Fig. 8.
Thymus-infiltrating donor T cells proliferate in situ and express inflammatory cytokines during acute GVHD.
Acute or chronic GVHD was induced in unirradiated B6D2F1mice. Cell cycling and cytokine mRNA expression of thymic cells were analyzed 2 weeks after transplantation. (A) Representative flow cytometric plots of thymocytes from a mouse with acute GVHD. Numbers depicted in each quadrant of the dot plots represent mean frequencies (%) of the respective populations. (B) For analysis of cytokine production, semiquantitative PCR of cDNA from frozen whole thymic tissue was used.

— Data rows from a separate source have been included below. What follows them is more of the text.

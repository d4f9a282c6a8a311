use crate::core::{
    ClientError, ClientResult, FillMissingOutcome, SelectedColumns, SharedState, lock_state,
};
use crate::services::analysis_client::{AnalysisService, ColumnsRequest, PlotRequest};
use crate::services::result_parser::ResultParser;
use std::sync::Arc;
use tracing::{debug, error, info, warn};

/// Log and record a controller failure, then hand the result back unchanged.
///
/// Only the status line and last error are written; fetched data keeps its
/// last good value.
pub(crate) fn settle<T>(state: &SharedState, operation: &str, result: ClientResult<T>) -> ClientResult<T> {
    if let Err(err) = &result {
        match err {
            ClientError::NoFileSelected | ClientError::InsufficientSelection { .. } => {
                warn!(operation, "{err}")
            }
            _ => error!(operation, "{err}"),
        }
        lock_state(state).report_error(err);
    }
    result
}

/// Issues the follow-up requests that depend on the uploaded dataset and the
/// user's column selection.
///
/// Each operation is independent and safe to retry. Responses are applied in
/// the order they arrive, so when two requests for the same result overlap
/// the one that completes last wins.
pub struct AnalysisController<S> {
    service: Arc<S>,
    state: SharedState,
}

impl<S> Clone for AnalysisController<S> {
    fn clone(&self) -> Self {
        Self {
            service: Arc::clone(&self.service),
            state: Arc::clone(&self.state),
        }
    }
}

impl<S: AnalysisService> AnalysisController<S> {
    pub fn new(service: Arc<S>, state: SharedState) -> Self {
        Self { service, state }
    }

    /// Show the head rows fetched by the last upload. No request is made.
    pub fn load_preview(&self) -> bool {
        let mut state = lock_state(&self.state);
        let shown = state.show_preview();
        if shown {
            debug!(rows = state.preview().len(), "preview shown");
        } else {
            debug!("no uploaded preview to show");
        }
        shown
    }

    /// Fetch and log the trailing rows. Selection and view mode are untouched.
    pub async fn load_tail(&self) -> ClientResult<usize> {
        let result = self.fetch_tail().await;
        settle(&self.state, "tail", result)
    }

    /// Fetch the descriptive report; replaces the stored one only if it parses
    pub async fn load_descriptive_report(&self) -> ClientResult<()> {
        let result = self.fetch_report().await;
        settle(&self.state, "describe", result)
    }

    /// Ask the service to plot the first two selected columns
    pub async fn plot_pair(&self) -> ClientResult<String> {
        let result = self.request_plot().await;
        settle(&self.state, "plot", result)
    }

    /// Train a regression on the selection: the last column is the target,
    /// every earlier one a feature. Stores the returned MSE.
    pub async fn run_regression(&self) -> ClientResult<f64> {
        let result = self.train().await;
        settle(&self.state, "train", result)
    }

    /// Request mean imputation of nulls in `column`.
    ///
    /// The stored report is not refreshed; call
    /// [`load_descriptive_report`](Self::load_descriptive_report) to see the new counts.
    pub async fn fill_missing(&self, column: &str) -> ClientResult<FillMissingOutcome> {
        let result = self.request_fill(column).await;
        settle(&self.state, "fillna", result)
    }

    async fn fetch_tail(&self) -> ClientResult<usize> {
        let body = self.service.tail().await?;
        let rows = ResultParser::parse_tail(&body)?;
        info!(rows = rows.len(), "tail rows: {rows:?}");
        let count = rows.len();
        let mut state = lock_state(&self.state);
        state.store_tail(rows);
        state.report_info(format!("Loaded {count} tail rows"));
        Ok(count)
    }

    async fn fetch_report(&self) -> ClientResult<()> {
        let body = self.service.describe().await?;
        let report = ResultParser::parse_report(&body)?;
        let columns = report.data_types.len();
        info!(columns, "descriptive report received");
        let mut state = lock_state(&self.state);
        state.store_report(report);
        state.report_info(format!("Descriptive report loaded for {columns} columns"));
        Ok(())
    }

    async fn request_plot(&self) -> ClientResult<String> {
        let request = {
            let state = lock_state(&self.state);
            let selected = state.selected();
            let (column1, column2) = selected
                .leading_pair()
                .ok_or_else(|| insufficient(selected))?;
            PlotRequest {
                column1: column1.to_string(),
                column2: column2.to_string(),
            }
        };
        info!(column1 = %request.column1, column2 = %request.column2, "requesting plot");
        let body = self.service.plot(&request).await?;
        let ack = ResultParser::parse_ack(&body);
        let message = if ack.is_empty() {
            format!("Plotted {} vs {}", request.column1, request.column2)
        } else {
            ack.clone()
        };
        lock_state(&self.state).report_info(message);
        Ok(ack)
    }

    async fn train(&self) -> ClientResult<f64> {
        let request = {
            let state = lock_state(&self.state);
            let selected = state.selected();
            if !selected.is_sufficient() {
                return Err(insufficient(selected));
            }
            debug!(features = ?selected.features(), target = ?selected.target(), "regression columns");
            ColumnsRequest {
                selected_columns: selected.to_vec(),
            }
        };
        let body = self.service.train(&request).await?;
        let mse = ResultParser::parse_mse(&body)?;
        info!(mse, "regression trained");
        let mut state = lock_state(&self.state);
        state.store_mse(mse);
        state.report_info(format!("Linear regression MSE: {mse}"));
        Ok(mse)
    }

    async fn request_fill(&self, column: &str) -> ClientResult<FillMissingOutcome> {
        if column.is_empty() {
            return Err(ClientError::InsufficientSelection {
                required: 1,
                selected: 0,
            });
        }
        let request = ColumnsRequest {
            selected_columns: vec![column.to_string()],
        };
        info!(column, "requesting null fill");
        let body = self.service.fill_missing(&request).await?;
        let outcome = ResultParser::parse_fill_outcome(&body);
        info!(column, mean_values = ?outcome.mean_values, "null values filled");
        lock_state(&self.state).report_info(format!(
            "Filled null values in {column}; refresh the report to see updated counts"
        ));
        Ok(outcome)
    }

    /// Switch from the column picker to the regression form
    pub fn request_regression_form(&self) -> ClientResult<()> {
        let result = lock_state(&self.state).request_regression_form();
        settle(&self.state, "regression form", result)
    }
}

fn insufficient(selected: &SelectedColumns) -> ClientError {
    ClientError::InsufficientSelection {
        required: SelectedColumns::MIN_FOR_ANALYSIS,
        selected: selected.len(),
    }
}
#![allow(clippy::collapsible_if)]

pub mod config;
pub mod core;
pub mod logging;
pub mod services;
pub mod tui;

// Re-export commonly used types
pub use core::{ClientError, ClientResult, DescriptiveReport, SharedState, WorkflowState};
pub use services::{
    AnalysisController, AnalysisService, HttpAnalysisService, RenderModel, ResultParser, ResultRenderer,
    UploadController,
};
pub use tui::{Action, ActionCategory};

PCR products were separated by gel electrophoresis, and the bands depict amplicons from 1 naive B6D2F1 mouse and from 2 representative mice with acute or chronic disease on day 15 after transplantation. Bands were further analyzed by densitometry, and the intensities of each amplicon cytokine mRNA from mice with acute (▪) or chronic () GVHD were expressed as ratios compared with syngeneically transplanted controls (□). Expression levels for the different genes in the B6D2F1 control were arbitrarily set at 1, and differences in initial cDNA input levels were corrected based on band intensities measured for GAPDH products. (C) Freshly isolated thymocytes from naive B6D2F1 mice (F1) and from transplanted mice with acute GVHD (day 15) were separated on a FACSvantage into donor- and host-derived CD4 SP (▪) and CD8 SP (▨) cell subsets based on their expression of Ly5.1. PCR amplification products (IFN-γ and TNF-α) were analyzed by densitometry, and optical densities of bands were compared. The graph represents pooled data from 5 independent experiments; 3 to 8 mice were analyzed for each group. *P < .001 versus mice with chronic GVHD and syngeneic controls, respectively. †P < .03 versus syngeneic controls (ANOVA).